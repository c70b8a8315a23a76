use axum::{
    extract::{rejection::JsonRejection, State},
    Json,
};
use serde::Deserialize;
use serde_json::{json, Value};

use crate::{router::AppState, ApiError};

#[derive(Debug, Default, Deserialize)]
pub struct SetWebhookBody {
    pub url: Option<String>,
}

pub async fn set_webhook(
    State(state): State<AppState>,
    body: Result<Json<SetWebhookBody>, JsonRejection>,
) -> Result<Json<Value>, ApiError> {
    let Json(body) = body.map_err(|e| ApiError::bad_request(e.body_text()))?;
    let url = body
        .url
        .map(|u| u.trim().to_string())
        .filter(|u| !u.is_empty())
        .ok_or_else(|| ApiError::bad_request("url is required"))?;

    state.webhook.set(url.clone());
    tracing::info!(url = %url, "webhook updated");
    Ok(Json(json!({ "success": true, "webhookUrl": url })))
}

pub async fn get_webhook(State(state): State<AppState>) -> Json<Value> {
    Json(json!({ "webhookUrl": state.webhook.get() }))
}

● ● ● ● ● ● ●

Without leaving anything out, transcribe the records above exactly.

repository c70b8a8315a23a76
use axum::{
    extract::{rejection::JsonRejection, State},
    Json,
};
use serde::Deserialize;
use serde_json::{json, Value};

use crate::{router::AppState, ApiError};

#[derive(Debug, Default, Deserialize)]
pub struct SetWebhookBody {
    pub url: Option<String>,
}

pub async fn set_webhook(
    State(state): State<AppState>,
    body: Result<Json<SetWebhookBody>, JsonRejection>,
) -> Result<Json<Value>, ApiError> {
    let Json(body) = body.map_err(|e| ApiError::bad_request(e.body_text()))?;
    let url = body
        .url
        .map(|u| u.trim().to_string())
        .filter(|u| !u.is_empty())
        .ok_or_else(|| ApiError::bad_request("url is required"))?;

    state.webhook.set(url.clone());
    tracing::info!(url = %url, "webhook updated");
    Ok(Json(json!({ "success": true, "webhookUrl": url })))
}

pub async fn get_webhook(State(state): State<AppState>) -> Json<Value> {
    Json(json!({ "webhookUrl": state.webhook.get() }))
}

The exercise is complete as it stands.